Yórgos Lánthimos rend ainsi hommage à trois femmes majeures de l’histoire moderne de l’Angleterre : la Reine Anne, Sarah Jenning qui gouvernait de fait et la cousine de cette dernière, Abigail Hill.
A force de travellings non linéaires, de panoramas déformés façon œil de poisson, de bruits de fond lancinants (la musique oscillant entre morceaux baroques, coups de feux et musique ultra-minimaliste), le réalisateur crée une tension qui s’ajoute à celle vécue par les personnages. Le scénario, lui, est entrecoupé de dialogues incisifs et teinté d’humour noir. L’humour de situation n’est pas en reste à travers les us grotesques de l’aristocratie et les mœurs rudes voire méchantes des serviteurs. Si l’on veut retrouver un parallèle avec un film relatant une époque proche de celle-ci, dans sa partie baroque, on pointera l’inaltérable Amadeus de Miloš Forman. Dans sa conception de la royauté, La folie du Roi George, de Nicholas Hytner.
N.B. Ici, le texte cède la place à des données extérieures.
//! PostgreSQL inventory adapter using Diesel ORM.
//!
//! Row structs and table definitions stay private; only the store, the
//! pool and the migration entry point are exported.
//!
//! # Example
//!
//! ```ignore
//! use edgeconfig::outbound::persistence::{DbPool, DieselInventoryStore, PoolConfig};
//!
//! let pool = DbPool::new(PoolConfig::new("postgres://localhost/edge")).await?;
//! let store = DieselInventoryStore::new(pool);
//! ```

mod diesel_error_mapping;
mod diesel_inventory_store;
mod migrations;
mod models;
mod pool;
mod schema;

pub use diesel_inventory_store::DieselInventoryStore;
pub use migrations::{MigrationError, apply_migrations};
pub use pool::{DbPool, PoolConfig, PoolError};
L’histoire nous est ainsi présentée sans concession ni mièvrerie, comme c’est hélas trop souvent le cas dans les reconstitutions historiques, et c’est ce qui fait tout l’intérêt de ce film. De fait, Lánthimos ne nous a jamais habitués à des épanchements émotifs à travers ses films mais plutôt à un réalisme au scalpel. Les trois femmes qui se répondent dans cette œuvre ne sont ni victimes ni bourreaux, juste des hommes comme les autres.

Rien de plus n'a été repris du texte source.